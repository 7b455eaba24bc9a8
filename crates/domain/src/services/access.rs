//! Authorization resolver for project access.
//!
//! Decides a user's effective role on a project and answers capability
//! checks. Read-path checks never fail open: a record-store error degrades to
//! "no access" rather than propagating. Every call re-reads current state so
//! permissions are always correct as of the call; nothing is cached.

use async_trait::async_trait;
use chrono::{DateTime, Utc};
use thiserror::Error;
use tracing::warn;
use uuid::Uuid;

use crate::models::role::{ProjectRole, CONVERSATION_ROLES};
use crate::models::subscription::Subscription;
use crate::services::subscription_lifecycle::select_current;

/// Error raised by the record store behind the resolver.
#[derive(Debug, Error)]
#[error("record store error: {0}")]
pub struct StoreError(pub String);

/// Read-side record store the resolver consumes.
///
/// Implemented by the persistence layer for Postgres and by in-memory mocks
/// in tests.
#[async_trait]
pub trait AccessStore: Send + Sync {
    /// Owner of the project, or None if the project does not exist.
    async fn project_owner(&self, project_id: Uuid) -> Result<Option<Uuid>, StoreError>;

    /// Role from any accepted share for (project, user).
    ///
    /// Duplicate accepted shares are legal (concurrent invites may race);
    /// any one of them is sufficient, so this is an existence check.
    async fn accepted_share_role(
        &self,
        project_id: Uuid,
        user_id: Uuid,
    ) -> Result<Option<ProjectRole>, StoreError>;

    /// Project owning the course, or None if the course does not exist.
    async fn course_project(&self, course_id: Uuid) -> Result<Option<Uuid>, StoreError>;

    /// All subscription rows for the user's enrollment in the course,
    /// ordered by creation time.
    async fn course_subscriptions(
        &self,
        user_id: Uuid,
        course_id: Uuid,
    ) -> Result<Vec<Subscription>, StoreError>;
}

/// Resolves effective roles and capability checks against an [`AccessStore`].
pub struct AccessResolver<S> {
    store: S,
}

impl<S: AccessStore> AccessResolver<S> {
    pub fn new(store: S) -> Self {
        Self { store }
    }

    /// The user's effective role on the project, or None.
    ///
    /// Ownership is checked first and independently of the share table, so an
    /// owner keeps access even with missing or corrupted share records.
    /// Absence of access and store failures both resolve to None.
    pub async fn resolve_role(&self, user_id: Uuid, project_id: Uuid) -> Option<ProjectRole> {
        match self.try_resolve_role(user_id, project_id).await {
            Ok(role) => role,
            Err(e) => {
                warn!(%user_id, %project_id, error = %e, "role resolution failed, denying access");
                None
            }
        }
    }

    async fn try_resolve_role(
        &self,
        user_id: Uuid,
        project_id: Uuid,
    ) -> Result<Option<ProjectRole>, StoreError> {
        match self.store.project_owner(project_id).await? {
            Some(owner_id) if owner_id == user_id => return Ok(Some(ProjectRole::Owner)),
            Some(_) => {}
            None => return Ok(None),
        }

        self.store.accepted_share_role(project_id, user_id).await
    }

    /// Single choke point for role-based capability checks.
    ///
    /// True iff the resolved role is Owner (owner bypasses every matrix) or a
    /// member of `required`. A user with no role always gets false.
    pub async fn has_capability(
        &self,
        user_id: Uuid,
        project_id: Uuid,
        required: &[ProjectRole],
    ) -> bool {
        match self.resolve_role(user_id, project_id).await {
            Some(ProjectRole::Owner) => true,
            Some(role) => required.contains(&role),
            None => false,
        }
    }

    /// Whether the user may read the course's conversation history.
    ///
    /// Project-level roles grant access; otherwise an active paid
    /// subscription to this specific course does. Missing course or any
    /// store failure resolves to false.
    pub async fn can_access_conversations(
        &self,
        user_id: Uuid,
        course_id: Uuid,
        now: DateTime<Utc>,
    ) -> bool {
        let project_id = match self.store.course_project(course_id).await {
            Ok(Some(project_id)) => project_id,
            Ok(None) => return false,
            Err(e) => {
                warn!(%user_id, %course_id, error = %e, "course lookup failed, denying access");
                return false;
            }
        };

        if self
            .has_capability(user_id, project_id, CONVERSATION_ROLES)
            .await
        {
            return true;
        }

        match self.store.course_subscriptions(user_id, course_id).await {
            Ok(subscriptions) => select_current(&subscriptions, now)
                .map_or(false, |current| current.is_active_at(now)),
            Err(e) => {
                warn!(%user_id, %course_id, error = %e, "subscription lookup failed, denying access");
                false
            }
        }
    }
}

#[cfg(test)]
mod tests {
    use super::*;
    use crate::models::role::{EDIT_COURSE_ROLES, VIEW_COURSE_ROLES};
    use chrono::Duration;
    use std::collections::HashMap;
    use std::sync::Mutex;

    /// In-memory store for resolver tests.
    #[derive(Default)]
    struct MockStore {
        owners: HashMap<Uuid, Uuid>,
        shares: HashMap<(Uuid, Uuid), ProjectRole>,
        courses: HashMap<Uuid, Uuid>,
        subscriptions: HashMap<(Uuid, Uuid), Vec<Subscription>>,
        fail_all: bool,
        calls: Mutex<Vec<&'static str>>,
    }

    #[async_trait]
    impl AccessStore for MockStore {
        async fn project_owner(&self, project_id: Uuid) -> Result<Option<Uuid>, StoreError> {
            self.calls.lock().unwrap().push("project_owner");
            if self.fail_all {
                return Err(StoreError("connection reset".into()));
            }
            Ok(self.owners.get(&project_id).copied())
        }

        async fn accepted_share_role(
            &self,
            project_id: Uuid,
            user_id: Uuid,
        ) -> Result<Option<ProjectRole>, StoreError> {
            self.calls.lock().unwrap().push("accepted_share_role");
            if self.fail_all {
                return Err(StoreError("connection reset".into()));
            }
            Ok(self.shares.get(&(project_id, user_id)).copied())
        }

        async fn course_project(&self, course_id: Uuid) -> Result<Option<Uuid>, StoreError> {
            if self.fail_all {
                return Err(StoreError("connection reset".into()));
            }
            Ok(self.courses.get(&course_id).copied())
        }

        async fn course_subscriptions(
            &self,
            user_id: Uuid,
            course_id: Uuid,
        ) -> Result<Vec<Subscription>, StoreError> {
            if self.fail_all {
                return Err(StoreError("connection reset".into()));
            }
            Ok(self
                .subscriptions
                .get(&(user_id, course_id))
                .cloned()
                .unwrap_or_default())
        }
    }

    fn active_subscription(enrollment_id: Uuid) -> Subscription {
        Subscription {
            id: Uuid::new_v4(),
            enrollment_id,
            begins_at: Some(Utc::now() - Duration::days(1)),
            ends_at: None,
            is_paid: true,
            created_at: Utc::now(),
        }
    }

    #[tokio::test]
    async fn test_owner_resolves_regardless_of_shares() {
        let owner = Uuid::new_v4();
        let project = Uuid::new_v4();
        let mut store = MockStore::default();
        store.owners.insert(project, owner);
        // Conflicting share record must not demote the owner
        store.shares.insert((project, owner), ProjectRole::ReadOnly);

        let resolver = AccessResolver::new(store);
        assert_eq!(
            resolver.resolve_role(owner, project).await,
            Some(ProjectRole::Owner)
        );
    }

    #[tokio::test]
    async fn test_ownership_check_skips_share_table() {
        let owner = Uuid::new_v4();
        let project = Uuid::new_v4();
        let mut store = MockStore::default();
        store.owners.insert(project, owner);

        let resolver = AccessResolver::new(store);
        resolver.resolve_role(owner, project).await;

        let calls = resolver.store.calls.lock().unwrap();
        assert!(!calls.contains(&"accepted_share_role"));
    }

    #[tokio::test]
    async fn test_no_relationship_resolves_none() {
        let owner = Uuid::new_v4();
        let stranger = Uuid::new_v4();
        let project = Uuid::new_v4();
        let mut store = MockStore::default();
        store.owners.insert(project, owner);

        let resolver = AccessResolver::new(store);
        assert_eq!(resolver.resolve_role(stranger, project).await, None);
        assert!(!resolver.has_capability(stranger, project, EDIT_COURSE_ROLES).await);
        assert!(!resolver.has_capability(stranger, project, VIEW_COURSE_ROLES).await);
        assert!(!resolver.has_capability(stranger, project, &[]).await);
    }

    #[tokio::test]
    async fn test_missing_project_resolves_none() {
        let resolver = AccessResolver::new(MockStore::default());
        assert_eq!(
            resolver.resolve_role(Uuid::new_v4(), Uuid::new_v4()).await,
            None
        );
    }

    #[tokio::test]
    async fn test_accepted_share_grants_role() {
        let owner = Uuid::new_v4();
        let collaborator = Uuid::new_v4();
        let project = Uuid::new_v4();
        let mut store = MockStore::default();
        store.owners.insert(project, owner);
        store
            .shares
            .insert((project, collaborator), ProjectRole::Contributor);

        let resolver = AccessResolver::new(store);
        assert_eq!(
            resolver.resolve_role(collaborator, project).await,
            Some(ProjectRole::Contributor)
        );
        assert!(
            resolver
                .has_capability(collaborator, project, EDIT_COURSE_ROLES)
                .await
        );
    }

    #[tokio::test]
    async fn test_owner_bypasses_required_set() {
        let owner = Uuid::new_v4();
        let project = Uuid::new_v4();
        let mut store = MockStore::default();
        store.owners.insert(project, owner);

        let resolver = AccessResolver::new(store);
        // Owner passes even when the required set is empty
        assert!(resolver.has_capability(owner, project, &[]).await);
        assert!(
            resolver
                .has_capability(owner, project, &[ProjectRole::ReadOnly])
                .await
        );
    }

    #[tokio::test]
    async fn test_read_only_cannot_edit_courses() {
        let owner = Uuid::new_v4();
        let viewer = Uuid::new_v4();
        let project = Uuid::new_v4();
        let mut store = MockStore::default();
        store.owners.insert(project, owner);
        store.shares.insert((project, viewer), ProjectRole::ReadOnly);

        let resolver = AccessResolver::new(store);
        assert!(!resolver.has_capability(viewer, project, EDIT_COURSE_ROLES).await);
        assert!(resolver.has_capability(viewer, project, VIEW_COURSE_ROLES).await);
    }

    #[tokio::test]
    async fn test_store_error_resolves_to_none_not_panic() {
        let store = MockStore {
            fail_all: true,
            ..Default::default()
        };
        let resolver = AccessResolver::new(store);
        assert_eq!(
            resolver.resolve_role(Uuid::new_v4(), Uuid::new_v4()).await,
            None
        );
        assert!(
            !resolver
                .has_capability(Uuid::new_v4(), Uuid::new_v4(), VIEW_COURSE_ROLES)
                .await
        );
    }

    #[tokio::test]
    async fn test_conversations_project_role_grants_access() {
        let owner = Uuid::new_v4();
        let manager = Uuid::new_v4();
        let project = Uuid::new_v4();
        let course = Uuid::new_v4();
        let mut store = MockStore::default();
        store.owners.insert(project, owner);
        store
            .shares
            .insert((project, manager), ProjectRole::KnowledgeManager);
        store.courses.insert(course, project);

        let resolver = AccessResolver::new(store);
        assert!(
            resolver
                .can_access_conversations(manager, course, Utc::now())
                .await
        );
    }

    #[tokio::test]
    async fn test_conversations_subscriber_without_role() {
        // A customer with no project role but an active paid subscription
        // to this specific course.
        let owner = Uuid::new_v4();
        let customer = Uuid::new_v4();
        let project = Uuid::new_v4();
        let course = Uuid::new_v4();
        let enrollment = Uuid::new_v4();
        let mut store = MockStore::default();
        store.owners.insert(project, owner);
        store.courses.insert(course, project);
        store
            .subscriptions
            .insert((customer, course), vec![active_subscription(enrollment)]);

        let resolver = AccessResolver::new(store);
        assert!(
            resolver
                .can_access_conversations(customer, course, Utc::now())
                .await
        );
    }

    #[tokio::test]
    async fn test_conversations_expired_subscription_denied() {
        let owner = Uuid::new_v4();
        let customer = Uuid::new_v4();
        let project = Uuid::new_v4();
        let course = Uuid::new_v4();
        let mut store = MockStore::default();
        store.owners.insert(project, owner);
        store.courses.insert(course, project);
        let expired = Subscription {
            ends_at: Some(Utc::now() - Duration::days(1)),
            ..active_subscription(Uuid::new_v4())
        };
        store.subscriptions.insert((customer, course), vec![expired]);

        let resolver = AccessResolver::new(store);
        assert!(
            !resolver
                .can_access_conversations(customer, course, Utc::now())
                .await
        );
    }

    #[tokio::test]
    async fn test_conversations_missing_course_fails_closed() {
        let resolver = AccessResolver::new(MockStore::default());
        assert!(
            !resolver
                .can_access_conversations(Uuid::new_v4(), Uuid::new_v4(), Utc::now())
                .await
        );
    }

    #[tokio::test]
    async fn test_conversations_store_error_fails_closed() {
        let store = MockStore {
            fail_all: true,
            ..Default::default()
        };
        let resolver = AccessResolver::new(store);
        assert!(
            !resolver
                .can_access_conversations(Uuid::new_v4(), Uuid::new_v4(), Utc::now())
                .await
        );
    }
}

::::::::

**Task instructions:** Repeat, word for word, the lines from the opening of the material through the line containing "use uuid::Uuid;".

**Written response:**
repository 7b455eaba24bc9a8
filename crates/domain/src/services/access.rs
//! Authorization resolver for project access.
//!
//! Decides a user's effective role on a project and answers capability
//! checks. Read-path checks never fail open: a record-store error degrades to
//! "no access" rather than propagating. Every call re-reads current state so
//! permissions are always correct as of the call; nothing is cached.

use async_trait::async_trait;
use chrono::{DateTime, Utc};
use thiserror::Error;
use tracing::warn;
use uuid::Uuid;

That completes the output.